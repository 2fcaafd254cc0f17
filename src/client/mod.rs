//! HTTP client collaborator for the kwai API.
//!
//! [`ApiClient`] sends JSON:API requests with the session cookies of the
//! portal and refreshes the access token once when a request returns 401.
//! [`ResourceApi`] puts the document transformer on top of any
//! [`JsonApiTransport`].

pub mod auth;
pub mod error;
pub mod query;

use async_trait::async_trait;
use reqwest::header::{ACCEPT, CONTENT_TYPE};
use reqwest::{Client, Method, StatusCode};
use serde_json::Value;
use std::sync::Arc;
use std::time::Duration;
use url::Url;

pub use auth::RefreshGuard;
pub use error::ClientError;
pub use query::QueryParams;

use crate::config::{AppConfig, AuthConfig};
use crate::error::TransformError;
use crate::models::Resource;
use crate::transform::{into_model, DomainObject, Transformed, Transformer};
use crate::types::{Operation, Page};

/// Sends one JSON:API request and resolves to the parsed body of a 2xx response.
#[async_trait]
pub trait JsonApiTransport: Send + Sync {
    async fn request(
        &self,
        method: Method,
        path: &str,
        query: &QueryParams,
        body: Option<Value>,
    ) -> Result<Value, ClientError>;
}

#[derive(Debug, Clone)]
pub struct ApiClient {
    http: Client,
    base_url: String,
    accept: String,
    auth: AuthConfig,
    refresh: Arc<RefreshGuard>,
}

impl ApiClient {
    /// A client for `base_url` with the default accept header, timeout and auth paths
    pub fn new(base_url: &str) -> Result<Self, ClientError> {
        let mut config = AppConfig::from_env();
        config.api.base_url = base_url.to_string();
        Self::from_config(&config)
    }

    pub fn from_config(config: &AppConfig) -> Result<Self, ClientError> {
        // Validate early so a bad base url is reported once, not on every request
        Url::parse(&config.api.base_url)?;

        let http = Client::builder()
            .timeout(Duration::from_secs(config.api.request_timeout_secs))
            .cookie_store(config.api.cookie_store)
            .build()?;

        Ok(Self {
            http,
            base_url: config.api.base_url.trim_end_matches('/').to_string(),
            accept: config.api.accept.clone(),
            auth: config.auth.clone(),
            refresh: Arc::new(RefreshGuard::new()),
        })
    }

    /// Share a refresh guard with other clients of the same session
    pub fn with_refresh_guard(mut self, guard: Arc<RefreshGuard>) -> Self {
        self.refresh = guard;
        self
    }

    pub fn refresh_guard(&self) -> &Arc<RefreshGuard> {
        &self.refresh
    }

    pub fn base_url(&self) -> &str {
        &self.base_url
    }

    /// Absolute url for an API path such as `/v1/teams`
    pub fn url(&self, path: &str, query: &QueryParams) -> Result<Url, ClientError> {
        let path = path.trim_start_matches('/');
        let mut url = Url::parse(&format!("{}/{}", self.base_url, path))?;
        query.apply(&mut url);
        Ok(url)
    }

    pub async fn get(&self, path: &str, query: &QueryParams) -> Result<Value, ClientError> {
        self.execute(Method::GET, path, query, None).await
    }

    pub async fn post(&self, path: &str, body: Value) -> Result<Value, ClientError> {
        self.execute(Method::POST, path, &QueryParams::new(), Some(body)).await
    }

    pub async fn patch(&self, path: &str, body: Value) -> Result<Value, ClientError> {
        self.execute(Method::PATCH, path, &QueryParams::new(), Some(body)).await
    }

    pub async fn delete(&self, path: &str) -> Result<Value, ClientError> {
        self.execute(Method::DELETE, path, &QueryParams::new(), None).await
    }

    /// Log in with username and password. The session cookies end up in the cookie store.
    pub async fn login(&self, username: &str, password: &str) -> Result<(), ClientError> {
        let url = self.url(&self.auth.login_path, &QueryParams::new())?;
        tracing::info!("Logging in as {} at {}", username, url);
        let response = self
            .http
            .post(url.clone())
            .header(ACCEPT, self.accept.as_str())
            .form(&[("username", username), ("password", password)])
            .send()
            .await?;
        read_response(&url, response).await.map(|_| ())
    }

    /// Log out. A 401 means the session is already gone.
    pub async fn logout(&self) -> Result<(), ClientError> {
        let url = self.url(&self.auth.logout_path, &QueryParams::new())?;
        match self.send(Method::POST, url, None).await {
            Ok(_) | Err(ClientError::Unauthorized { .. }) => Ok(()),
            Err(err) => Err(err),
        }
    }

    /// Ask the API for a new access token, without any retry
    pub async fn refresh_access_token(&self) -> Result<(), ClientError> {
        let url = self.url(&self.auth.refresh_path, &QueryParams::new())?;
        tracing::debug!("Refreshing access token at {}", url);
        self.send(Method::POST, url, None).await.map(|_| ())
    }

    async fn execute(
        &self,
        method: Method,
        path: &str,
        query: &QueryParams,
        body: Option<Value>,
    ) -> Result<Value, ClientError> {
        let url = self.url(path, query)?;
        let seen = self.refresh.generation();

        match self.send(method.clone(), url.clone(), body.as_ref()).await {
            Err(ClientError::Unauthorized { .. }) => {}
            other => return other,
        }

        match self.refresh.refresh(seen, || self.refresh_access_token()).await {
            Ok(true) => tracing::debug!("Access token refreshed"),
            Ok(false) => tracing::debug!("Access token was refreshed by another request"),
            Err(err) => tracing::warn!("Access token refresh failed: {}", err),
        }

        self.send(method, url, body.as_ref()).await
    }

    async fn send(&self, method: Method, url: Url, body: Option<&Value>) -> Result<Value, ClientError> {
        let mut request = self.http.request(method.clone(), url.clone()).header(ACCEPT, self.accept.as_str());
        if let Some(body) = body {
            request = request.header(CONTENT_TYPE, self.accept.as_str()).json(body);
        }
        let response = request.send().await?;
        tracing::debug!("{} {} -> {}", method, url, response.status());
        read_response(&url, response).await
    }
}

async fn read_response(url: &Url, response: reqwest::Response) -> Result<Value, ClientError> {
    let status = response.status();
    let text = response.text().await?;
    let body = if text.trim().is_empty() {
        Value::Null
    } else {
        serde_json::from_str(&text).unwrap_or(Value::String(text))
    };

    if status.is_success() {
        Ok(body)
    } else if status == StatusCode::UNAUTHORIZED {
        Err(ClientError::Unauthorized { url: url.to_string() })
    } else {
        Err(ClientError::status(status.as_u16(), url.as_str(), body))
    }
}

#[async_trait]
impl JsonApiTransport for ApiClient {
    async fn request(
        &self,
        method: Method,
        path: &str,
        query: &QueryParams,
        body: Option<Value>,
    ) -> Result<Value, ClientError> {
        self.execute(method, path, query, body).await
    }
}

/// Typed resource access: fetch documents and map them, save models as write payloads.
pub struct ResourceApi<C> {
    transport: C,
    transformer: Arc<Transformer>,
}

impl<C: JsonApiTransport> ResourceApi<C> {
    pub fn new(transport: C, transformer: Arc<Transformer>) -> Self {
        Self { transport, transformer }
    }

    pub fn transport(&self) -> &C {
        &self.transport
    }

    pub fn transformer(&self) -> &Transformer {
        &self.transformer
    }

    /// GET `path` and map the document with the descriptor registered as `schema`
    pub async fn fetch_document(
        &self,
        schema: &str,
        path: &str,
        query: &QueryParams,
    ) -> Result<Transformed<DomainObject>, ClientError> {
        let raw = self.transport.request(Method::GET, path, query, None).await?;
        Ok(self.transformer.transform_document(schema, raw)?)
    }

    pub async fn fetch<T: Resource>(&self, path: &str, query: &QueryParams) -> Result<Transformed<T>, ClientError> {
        let raw = self.transport.request(Method::GET, path, query, None).await?;
        Ok(self.transformer.transform::<T>(raw)?)
    }

    pub async fn fetch_one<T: Resource>(&self, path: &str) -> Result<T, ClientError> {
        Ok(self.fetch::<T>(path, &QueryParams::new()).await?.into_single()?)
    }

    pub async fn fetch_page<T: Resource>(&self, path: &str, query: &QueryParams) -> Result<Page<T>, ClientError> {
        Ok(self.fetch::<T>(path, query).await?.into_page()?)
    }

    /// POST to `collection` when the model has no id, PATCH `collection/id` otherwise.
    /// Resolves to the model the API sent back.
    pub async fn save<T: Resource>(&self, collection: &str, model: &T) -> Result<T, ClientError> {
        let payload = self.transformer.model_to_write_payload(model)?;
        let body = serde_json::to_value(&payload).map_err(|e| TransformError::payload(e.to_string()))?;

        let (method, path) = match Operation::for_id(model.id()) {
            Operation::Create => (Method::POST, collection.to_string()),
            Operation::Update => (
                Method::PATCH,
                format!("{}/{}", collection.trim_end_matches('/'), model.id().unwrap_or_default()),
            ),
        };
        tracing::debug!("Saving {} with {} {}", T::SCHEMA, method, path);

        let raw = self.transport.request(method, &path, &QueryParams::new(), Some(body)).await?;
        let saved = self.transformer.transform_document(T::SCHEMA, raw)?.into_single()?;
        Ok(into_model::<T>(&saved)?)
    }

    pub async fn delete(&self, collection: &str, id: &str) -> Result<(), ClientError> {
        let path = format!("{}/{}", collection.trim_end_matches('/'), id);
        self.transport.request(Method::DELETE, &path, &QueryParams::new(), None).await?;
        Ok(())
    }
}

* * *

(Your goal): Locate the line with "Ok(self.transformer.transform::<T>(raw)?)" in the entries above; extract it and every line after it, verbatim.

(Response):
        Ok(self.transformer.transform::<T>(raw)?)
    }

    pub async fn fetch_one<T: Resource>(&self, path: &str) -> Result<T, ClientError> {
        Ok(self.fetch::<T>(path, &QueryParams::new()).await?.into_single()?)
    }

    pub async fn fetch_page<T: Resource>(&self, path: &str, query: &QueryParams) -> Result<Page<T>, ClientError> {
        Ok(self.fetch::<T>(path, query).await?.into_page()?)
    }

    /// POST to `collection` when the model has no id, PATCH `collection/id` otherwise.
    /// Resolves to the model the API sent back.
    pub async fn save<T: Resource>(&self, collection: &str, model: &T) -> Result<T, ClientError> {
        let payload = self.transformer.model_to_write_payload(model)?;
        let body = serde_json::to_value(&payload).map_err(|e| TransformError::payload(e.to_string()))?;

        let (method, path) = match Operation::for_id(model.id()) {
            Operation::Create => (Method::POST, collection.to_string()),
            Operation::Update => (
                Method::PATCH,
                format!("{}/{}", collection.trim_end_matches('/'), model.id().unwrap_or_default()),
            ),
        };
        tracing::debug!("Saving {} with {} {}", T::SCHEMA, method, path);

        let raw = self.transport.request(method, &path, &QueryParams::new(), Some(body)).await?;
        let saved = self.transformer.transform_document(T::SCHEMA, raw)?.into_single()?;
        Ok(into_model::<T>(&saved)?)
    }

    pub async fn delete(&self, collection: &str, id: &str) -> Result<(), ClientError> {
        let path = format!("{}/{}", collection.trim_end_matches('/'), id);
        self.transport.request(Method::DELETE, &path, &QueryParams::new(), None).await?;
        Ok(())
    }
}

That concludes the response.